If you are diagnosed with cancer today there are often several treatment options, with your doctor forming a plan of attack that will feature multiple approaches. Chemotherapy is one of the most popular weapons against cancer, but new research suggests it may be possible to get chemo-like results without actually putting a patient through a chemotherapy routine.
In a new paper published in Nature Communications, scientists discuss the possibility of using the natural “kill code” of human cells to fight tumors. That code, which is used by our body to recycle cells and kills them off when they are old, isn’t used by cancer cells and that allows the bad cells to fester and spread.
Past studies pointed to this mechanism at work in healthy cells but figuring out exactly how it works took some time. This latest research suggests that the cell-killing molecules that carry out this duty could be used against cancer cells in order to send them into an irreversible self-destruct mode.

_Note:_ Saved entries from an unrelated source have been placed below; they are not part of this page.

use alloy::network::{Ethereum, EthereumWallet, TransactionBuilder};
use alloy::providers::{Provider, ProviderBuilder};
use alloy::rpc::types::TransactionRequest;
use alloy::signers::local::PrivateKeySigner;
use alloy_primitives::{Address, U256};
use alloy_sol_types::SolCall;
use async_trait::async_trait;
use navpool_core::contracts::{INavEngine, IVault, IERC20};
use navpool_core::types::{PlanStep, PlannedCall};
use navpool_core::{Result, SetupError};
use navpool_pricing::sqrt_price::MAX_DECIMALS;
use std::sync::Arc;
use std::time::Duration;
use tokio::time::timeout;
use tracing::{debug, info, warn};

use crate::client::{ChainClient, TransactionOutcome};

/// Boxed provider trait for HTTP connections
pub type BoxedProvider = Arc<dyn Provider<Ethereum> + Send + Sync>;

/// HTTP chain client signing with a single local key
pub struct AlloyChainClient {
    provider: BoxedProvider,
    sender: Address,
    tx_timeout: Duration,
}

impl AlloyChainClient {
    pub fn new(rpc_url: &str, private_key: &str, tx_timeout: Duration) -> Result<Self> {
        let url: reqwest::Url = rpc_url
            .parse()
            .map_err(|e| SetupError::Rpc(format!("Invalid RPC URL: {}", e)))?;

        let signer: PrivateKeySigner = private_key
            .parse()
            .map_err(|e| SetupError::Signer(format!("Invalid private key: {}", e)))?;
        let sender = signer.address();

        let provider = ProviderBuilder::new()
            .wallet(EthereumWallet::from(signer))
            .connect_http(url);

        info!(sender = %sender, "Chain client ready");

        Ok(Self {
            provider: Arc::new(provider),
            sender,
            tx_timeout,
        })
    }

    /// Get HTTP provider reference
    pub fn provider(&self) -> &BoxedProvider {
        &self.provider
    }

    async fn view<C: SolCall + Send>(&self, to: Address, call: C) -> Result<C::Return> {
        let tx = TransactionRequest::default()
            .with_to(to)
            .with_input(call.abi_encode());

        let output = self
            .provider
            .call(tx)
            .await
            .map_err(|e| SetupError::Rpc(format!("eth_call to {} failed: {}", to, e)))?;

        C::abi_decode_returns(&output).map_err(|e| SetupError::AbiDecode(e.to_string()))
    }
}

#[async_trait]
impl ChainClient for AlloyChainClient {
    fn sender(&self) -> Address {
        self.sender
    }

    async fn chain_id(&self) -> Result<u64> {
        self.provider
            .get_chain_id()
            .await
            .map_err(|e| SetupError::Rpc(e.to_string()))
    }

    async fn read_nav(&self, nav_engine: Address, vault: Address) -> Result<U256> {
        self.view(nav_engine, INavEngine::getCurrentNAVCall { vault })
            .await
            .map_err(|e| SetupError::OracleUnavailable(e.to_string()))
    }

    async fn read_token_decimals(&self, token: Address) -> Result<u8> {
        let decimals = self.view(token, IERC20::decimalsCall {}).await?;
        if decimals > MAX_DECIMALS {
            return Err(SetupError::UnsupportedDecimals(decimals));
        }
        Ok(decimals)
    }

    async fn read_share_token(&self, vault: Address) -> Result<Address> {
        self.view(vault, IVault::shareTokenCall {}).await
    }

    async fn read_balance(&self, token: Address, owner: Address) -> Result<U256> {
        self.view(token, IERC20::balanceOfCall { account: owner }).await
    }

    async fn submit_transaction(&self, call: &PlannedCall) -> Result<TransactionOutcome> {
        let tx = TransactionRequest::default()
            .with_from(self.sender)
            .with_to(call.target)
            .with_input(call.calldata.clone());

        let pending = self
            .provider
            .send_transaction(tx)
            .await
            .map_err(|e| {
                let response = e.as_error_resp().map(|resp| (resp.code, resp.message.to_string()));
                send_error(call.step, response, &e.to_string())
            })?;
        let tx_hash = *pending.tx_hash();
        debug!(step = %call.step, tx_hash = %tx_hash, "Transaction broadcast");

        let receipt = match timeout(self.tx_timeout, pending.get_receipt()).await {
            Ok(receipt) => receipt.map_err(|e| SetupError::Rpc(e.to_string()))?,
            Err(_) => return Err(SetupError::TransactionTimeout { step: call.step }),
        };

        if !receipt.status() {
            return Err(SetupError::TransactionReverted {
                step: call.step,
                tx_hash: Some(tx_hash),
            });
        }

        Ok(TransactionOutcome {
            tx_hash,
            block_number: receipt.block_number,
            gas_used: receipt.gas_used,
        })
    }
}

/// JSON-RPC error code nodes return for `execution reverted`
const EXECUTION_REVERTED_CODE: i64 = 3;

/// Map a failed `eth_sendTransaction`. The default fillers estimate gas first, so a
/// call that would revert fails here with no transaction hash.
fn send_error(step: PlanStep, response: Option<(i64, String)>, display: &str) -> SetupError {
    let reverted = match &response {
        Some((code, message)) => {
            *code == EXECUTION_REVERTED_CODE || message.to_lowercase().contains("execution reverted")
        }
        None => display.to_lowercase().contains("execution reverted"),
    };

    if reverted {
        let error_text = display;
        warn!(step = %step, error = %error_text, "Transaction reverted in gas estimation");
        SetupError::TransactionReverted {
            step,
            tx_hash: None,
        }
    } else {
        SetupError::Rpc(format!("{} submission failed: {}", step, display))
    }
}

“Now that we know the kill code, we can trigger the mechanism without having to use chemotherapy and without messing with the genome,” Dr. Marcus Peters, lead author of the study, said in a statement. “We can use these small RNAs directly, introduce them into cells and trigger the kill switch.”
This approach, which the researchers say is “following nature’s lead,” could be incredibly beneficial for cancer patients. Attacking cancer with foreign substances is risky because it can cause other problems, but by using the cell’s own mechanisms against it, the cancer kills itself and should avoid affecting other healthy cells.
Going forward, researchers hope to be able to engineer the molecules to fight cancers and, if all goes well, eventually develop a therapy to fight tumors with it.